**Task brief**
Copy every line that holds the string "Deserialize" from the data below.

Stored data
──────

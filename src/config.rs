use std::collections::HashMap;
use std::env;
use std::fs;
use std::path::{Path, PathBuf};

use anyhow::{Context, Result, bail};
use serde::Deserialize;
use tracing::warn;

use crate::providers::Provider;

const DEFAULT_PROVIDER: &str = "openrouter";
const DEFAULT_TIMEOUT_SECS: u64 = 60;
const DEFAULT_MAX_FILE_BYTES: u64 = 10 * 1024 * 1024;

const SETTINGS_DIR: &str = "confab";
const SETTINGS_FILE: &str = "config.json";

/// Everything one invocation needs, resolved up front and then threaded into
/// the request builder and response interpreter. Precedence:
/// environment > settings file > built-in default.
#[derive(Debug, Clone)]
pub struct Config {
    pub provider: Provider,
    pub model: String,
    pub base_url: String,
    pub api_key: Option<String>,
    pub pre_prompt: Option<String>,
    pub stream: bool,
    pub timeout_secs: u64,
    pub max_file_bytes: u64,
}

/// Optional on-disk settings: defaults and model aliases, kept at
/// `<config_dir>/confab/config.json`.
#[derive(Debug, Clone, Default, PartialEq, Deserialize)]
#[serde(default)]
pub struct Settings {
    pub default_provider: Option<String>,
    pub default_model: Option<String>,
    pub timeout_secs: Option<u64>,
    pub max_file_bytes: Option<u64>,
    pub models: HashMap<String, String>,
}

impl Settings {
    /// Loads settings, treating a missing file as empty settings and an
    /// unreadable one as a warning rather than a startup failure.
    pub fn load() -> Self {
        let Some(path) = settings_path() else {
            return Self::default();
        };
        match Self::load_from(&path) {
            Ok(settings) => settings,
            Err(err) => {
                warn!(path = %path.display(), error = %err, "ignoring unreadable settings file");
                Self::default()
            }
        }
    }

    pub fn load_from(path: &Path) -> Result<Self> {
        if !path.exists() {
            return Ok(Self::default());
        }
        let data = fs::read_to_string(path)
            .with_context(|| format!("failed to read settings file '{}'", path.display()))?;
        serde_json::from_str(&data)
            .with_context(|| format!("failed to parse settings file '{}'", path.display()))
    }

    /// Resolves a model alias to its full name; unknown names pass through.
    pub fn resolve_model(&self, name: &str) -> String {
        self.models
            .get(name)
            .cloned()
            .unwrap_or_else(|| name.to_string())
    }
}

fn settings_path() -> Option<PathBuf> {
    dirs::config_dir().map(|dir| dir.join(SETTINGS_DIR).join(SETTINGS_FILE))
}

impl Config {
    pub fn load() -> Result<Self> {
        let settings = Settings::load();
        Self::resolve(&settings, |key| env::var(key).ok())
    }

    fn resolve(
        settings: &Settings,
        mut get_var: impl FnMut(&str) -> Option<String>,
    ) -> Result<Self> {
        let provider_name = get_var("MODEL_PROVIDER")
            .or_else(|| settings.default_provider.clone())
            .unwrap_or_else(|| DEFAULT_PROVIDER.to_string());
        let Some(provider) = Provider::parse(&provider_name) else {
            bail!(
                "Unsupported MODEL_PROVIDER='{}'. Supported providers: openrouter, ollama, lmstudio.",
                provider_name.trim()
            );
        };

        let requested_model = get_var("MODEL")
            .or_else(|| settings.default_model.clone())
            .unwrap_or_else(|| provider.default_model().to_string());
        let model = settings.resolve_model(&requested_model);

        let base_url = get_var("MODEL_BASE_URL")
            .map(|url| url.trim().to_string())
            .filter(|url| !url.is_empty())
            .unwrap_or_else(|| provider.default_base_url().to_string());

        let api_key = get_var("MODEL_API_KEY")
            .map(|key| key.trim().to_string())
            .filter(|key| !key.is_empty());
        if provider.requires_api_key() && api_key.is_none() {
            bail!(
                "MODEL_API_KEY is required for provider '{}'",
                provider.as_str()
            );
        }

        Ok(Self {
            provider,
            model,
            base_url,
            api_key,
            pre_prompt: get_var("PRE_PROMPT").filter(|pre| !pre.trim().is_empty()),
            stream: parse_bool(get_var("STREAM").as_deref(), false),
            timeout_secs: parse_positive_u64(
                get_var("MODEL_TIMEOUT_SECS").as_deref(),
                settings.timeout_secs.unwrap_or(DEFAULT_TIMEOUT_SECS),
            ),
            max_file_bytes: parse_positive_u64(
                get_var("MAX_FILE_BYTES").as_deref(),
                settings.max_file_bytes.unwrap_or(DEFAULT_MAX_FILE_BYTES),
            ),
        })
    }
}

fn parse_positive_u64(raw: Option<&str>, default: u64) -> u64 {
    raw.and_then(|value| value.trim().parse::<u64>().ok())
        .filter(|value| *value > 0)
        .unwrap_or(default)
}

pub(crate) fn parse_bool(raw: Option<&str>, default: bool) -> bool {
    match raw.map(str::trim).map(str::to_ascii_lowercase).as_deref() {
        Some("1" | "true" | "yes" | "on") => true,
        Some("0" | "false" | "no" | "off") => false,
        _ => default,
    }
}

──────

**Answer box**
use serde::Deserialize;
#[derive(Debug, Clone, Default, PartialEq, Deserialize)]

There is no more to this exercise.